Mary Shelley, 2017 [en pocas palabras]

Mary Shelley

Haifaa al-Mansour

Reino Unido 

2017

 

Cuando era niña me gustaba la poesía y recuerdo haber visto a mi tía recitando Las abandonadas, de Julio Sesto. El poema describe la ruina social y moral de las mujeres que tienen hijos sin estar casadas, las mujeres que amaron creyendo también ser amadas y que van por la vida llorando un cariño, recordando un hombre y arrastrando un niño. Sesto las llama fruta caída –del árbol frondoso y alto de la vida– y fruta derribada –por un beso artero como una pedrada–; dice además que no hay quien las ampare, no hay quien las recoja y que son bagazo: bagazo de amor. 

Mary Shelley, la autora de Frankenstein, es una abandonada. Es huérfana, se lleva muy mal con su madrastra y parece no haber superado completamente la ausencia de su madre, Mary Wollstonecraft, una feminista de primera línea que murió poco después de traerla al mundo y por cuya memoria siente auténtica veneración.

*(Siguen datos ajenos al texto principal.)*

//! Turn sequencing between the controlled entity and autonomous entities.
//!
//! The scheduler owns no game objects. It tracks which side may act, paces
//! the autonomous round on simulated time, and tells the engine what is due
//! next through [`TurnScheduler::next_due`]. Time only moves when the host
//! calls [`TurnScheduler::advance`].

use hecs::Entity;
use log::debug;

/// Coarse phase of the turn cycle
#[derive(Debug, Clone, Copy, PartialEq, Eq)]
pub enum TurnPhase {
    /// A level is being laid out or its overlay is still up
    Setup,
    /// Waiting for the controlled entity to make an accepted move
    ControlledTurn,
    /// Autonomous entities are taking their moves one by one
    AutonomousTurn,
    /// Terminal; nothing is ever scheduled again
    GameOver,
}

/// Flag view of the phase, for hosts that gate input on booleans
#[derive(Debug, Clone, Copy, PartialEq, Eq)]
pub struct TurnState {
    pub players_turn: bool,
    pub enemies_moving: bool,
    pub doing_setup: bool,
}

/// Something the engine must do now
#[derive(Debug, Clone, Copy, PartialEq, Eq)]
pub enum Due {
    /// The restart delay elapsed; generate the next level and call `begin_level`
    StartLevel { level: u32 },
    /// The overlay delay elapsed; the controlled turn has begun
    SetupFinished { level: u32 },
    /// Give this autonomous entity its move
    MoveAutonomous(Entity),
    /// Everyone has moved; the controlled turn has begun
    RoundFinished,
}

#[derive(Debug, Clone, Copy, PartialEq)]
enum SetupStage {
    AwaitingRestart { remaining: f32 },
    ShowingOverlay { remaining: f32 },
}

#[derive(Debug, Clone, Copy, PartialEq)]
struct AutonomousRound {
    cursor: usize,
    /// Time that must pass before the next step
    wait: f32,
}

/// An autonomous entity and the pacing delay that follows its move
#[derive(Debug, Clone, Copy, PartialEq)]
struct Registered {
    entity: Entity,
    move_time: f32,
}

/// Turn state machine: Setup -> ControlledTurn -> AutonomousTurn -> ...
#[derive(Debug, Clone)]
pub struct TurnScheduler {
    phase: TurnPhase,
    level: u32,
    turn_delay: f32,
    setup: Option<SetupStage>,
    round: Option<AutonomousRound>,
    /// Autonomous entities in registration order
    autonomous: Vec<Registered>,
    /// Simulated time received but not yet spent on waits
    budget: f32,
}

impl TurnScheduler {
    pub fn new(turn_delay: f32) -> Self {
        Self {
            phase: TurnPhase::Setup,
            level: 0,
            turn_delay,
            setup: None,
            round: None,
            autonomous: Vec::new(),
            budget: 0.0,
        }
    }

    pub fn phase(&self) -> TurnPhase {
        self.phase
    }

    pub fn level(&self) -> u32 {
        self.level
    }

    pub fn turn_state(&self) -> TurnState {
        TurnState {
            players_turn: self.phase == TurnPhase::ControlledTurn,
            enemies_moving: self.phase == TurnPhase::AutonomousTurn,
            doing_setup: self.phase == TurnPhase::Setup,
        }
    }

    /// The controlled entity may only act during its own turn.
    pub fn can_player_act(&self) -> bool {
        self.phase == TurnPhase::ControlledTurn
    }

    pub fn autonomous(&self) -> impl Iterator<Item = Entity> + '_ {
        self.autonomous.iter().map(|r| r.entity)
    }

    /// Enter Setup for `level`: clear the autonomous list, then the engine
    /// registers the freshly generated entities. The overlay stays up for
    /// `overlay_delay` seconds.
    pub fn begin_level(&mut self, level: u32, overlay_delay: f32) {
        if self.phase == TurnPhase::GameOver {
            return;
        }
        self.phase = TurnPhase::Setup;
        self.level = level;
        self.autonomous.clear();
        self.round = None;
        self.budget = 0.0;
        self.setup = Some(SetupStage::ShowingOverlay {
            remaining: overlay_delay,
        });
    }

    /// Add an autonomous entity to the end of the move order.
    pub fn register_autonomous(&mut self, entity: Entity, move_time: f32) {
        self.autonomous.push(Registered { entity, move_time });
    }

    /// The level was completed; the next one starts after `delay`.
    pub fn schedule_restart(&mut self, delay: f32) {
        if self.phase == TurnPhase::GameOver {
            return;
        }
        self.phase = TurnPhase::Setup;
        self.round = None;
        self.budget = 0.0;
        self.setup = Some(SetupStage::AwaitingRestart { remaining: delay });
    }

    /// Drop entities that no longer exist. Only valid between rounds.
    pub fn prune(&mut self, alive: impl Fn(Entity) -> bool) {
        debug_assert!(self.round.is_none(), "autonomous list mutated mid-round");
        self.autonomous.retain(|r| alive(r.entity));
    }

    /// The controlled entity made an accepted move; hand over to the
    /// autonomous side. Returns false (and does nothing) outside the
    /// controlled turn.
    pub fn end_controlled_turn(&mut self) -> bool {
        if self.phase != TurnPhase::ControlledTurn {
            return false;
        }
        // An empty list still waits the extra delay so cadence is constant.
        let wait = if self.autonomous.is_empty() {
            self.turn_delay * 2.0
        } else {
            self.turn_delay
        };
        self.phase = TurnPhase::AutonomousTurn;
        self.round = Some(AutonomousRound { cursor: 0, wait });
        self.budget = 0.0;
        debug!("autonomous round: {} entities", self.autonomous.len());
        true
    }

    /// Terminal transition, allowed from any phase.
    pub fn game_over(&mut self) {
        self.phase = TurnPhase::GameOver;
        self.setup = None;
        self.round = None;
        self.budget = 0.0;
    }

    /// Let `dt` seconds of simulated time pass.
    pub fn advance(&mut self, dt: f32) {
        match self.phase {
            TurnPhase::Setup | TurnPhase::AutonomousTurn => self.budget += dt,
            TurnPhase::ControlledTurn | TurnPhase::GameOver => {}
        }
    }

    /// Pop the next thing that is due given the time received so far.
    /// Call repeatedly until it returns `None`.
    pub fn next_due(&mut self) -> Option<Due> {
        puffin::profile_function!();
        match self.phase {
            TurnPhase::Setup => self.next_setup_step(),
            TurnPhase::AutonomousTurn => self.next_round_step(),
            TurnPhase::ControlledTurn | TurnPhase::GameOver => None,
        }
    }

    fn next_setup_step(&mut self) -> Option<Due> {
        match self.setup? {
            SetupStage::AwaitingRestart { remaining } => {
                // Stays pending until the engine calls begin_level.
                (self.budget >= remaining).then_some(Due::StartLevel {
                    level: self.level + 1,
                })
            }
            SetupStage::ShowingOverlay { remaining } => {
                if self.budget < remaining {
                    return None;
                }
                self.setup = None;
                self.budget = 0.0;
                self.phase = TurnPhase::ControlledTurn;
                Some(Due::SetupFinished { level: self.level })
            }
        }
    }

    fn next_round_step(&mut self) -> Option<Due> {
        let mut round = self.round?;
        if self.budget < round.wait {
            return None;
        }
        self.budget -= round.wait;

        let due = match self.autonomous.get(round.cursor) {
            Some(next) => {
                round.cursor += 1;
                round.wait = next.move_time;
                self.round = Some(round);
                Due::MoveAutonomous(next.entity)
            }
            None => {
                self.round = None;
                self.budget = 0.0;
                self.phase = TurnPhase::ControlledTurn;
                Due::RoundFinished
            }
        };
        Some(due)
    }
}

Mary además es escritora (nothing substantial, dice en algún momento) y ha crecido rodeada de libros porque su papá tiene un negocio editorial. En un viaje a Escocia conoce a Percy Shelley, un poeta apasionado, impredecible y casado que la deslumbra desde el primer momento. Huyen juntos y esa aventura (en la que involucran a Claire, la media hermana de Mary) no solo sella su destino como abandonada sino que es el comienzo de una serie de estrellones que la llevarán a escribir su célebre Frankenstein. 

Durante buena parte de la película la joven Mary Shelley no es más que un personaje secundario de Jane Austen: una adolescente curiosa y enamoradiza que se aburre tremendamente detrás de los anaqueles del negocio familiar en el Londres del siglo XIX. Escribe a veces, lee siempre, y visita con frecuencia la tumba de su madre. También pelea con su madrastra, mira por la ventana y se cuenta secretos con sus hermanas a media noche, todas en pijama al lado de una vela y con el pelo en rulos. Todo es normal y hasta cursi en la vida de Mary hasta que aparece el poeta Percy Shelley. Inteligente, seductor y envolvente, Percy la mira como si la descifrara. Un peligro. Convencida de estar realizando la proposición vital de su madre, Mary no lo piensa dos veces antes de saltar al vacío con él (me recuerda a Lydia Bennet) y recluta además a su media hermana. El trio se instala en una buhardilla húmeda y presumiblemente helada (¡en Londres!) y uno se pregunta cómo es que Mary todavía le tiene fe a eso. Pero la tiene. Lo suficiente como para seguir a Shelley a Ginebra, donde pasaron el famoso verano lluvioso de 1816 junto a Lord Byron.  

La realidad empieza a golpear a Mary. Descubre que la proclamación de la libertad como valor supremo que propone Percy también implica libertad para relacionarse con otras mujeres, incluyendo a Claire. Ahora a Mary no le gusta (tanto) la libertad. En este punto de las cosas parece mentira que la madre de Frankenstein sea capaz de soltarle a su amante una tremenda frase de cajón en una pelea: “no te pareces en nada al hombre que yo creí que eras“, le dice con los ojos hechos una piscina (¿en realidad era necesario un guión tan predecible?). Después, Claire queda en embarazo de Lord Byron y éste responde con toneladas de indiferencia.  El verano en la villa de Byron, si bien transcurre entre lujos y contemplación, le muestra a Mary que vive en tiempos carentes de humanidad o conmiseración. Sólo hay lugar para la ciencia, el pensamiento positivista no deja espacio para más. 

Hacia el final de la película aparece Frankenstein. El chispazo de electricidad que le da vida atraviesa primero la mente de Mary, que a fuerza de desengaños entiende que vive en una sociedad indolente y adicta a las reprimendas morales. De ese pantano moral no puede salir otra cosa que un ser defectuoso, huérfano como la propia Mary, que busca razones para explicar su propia existencia.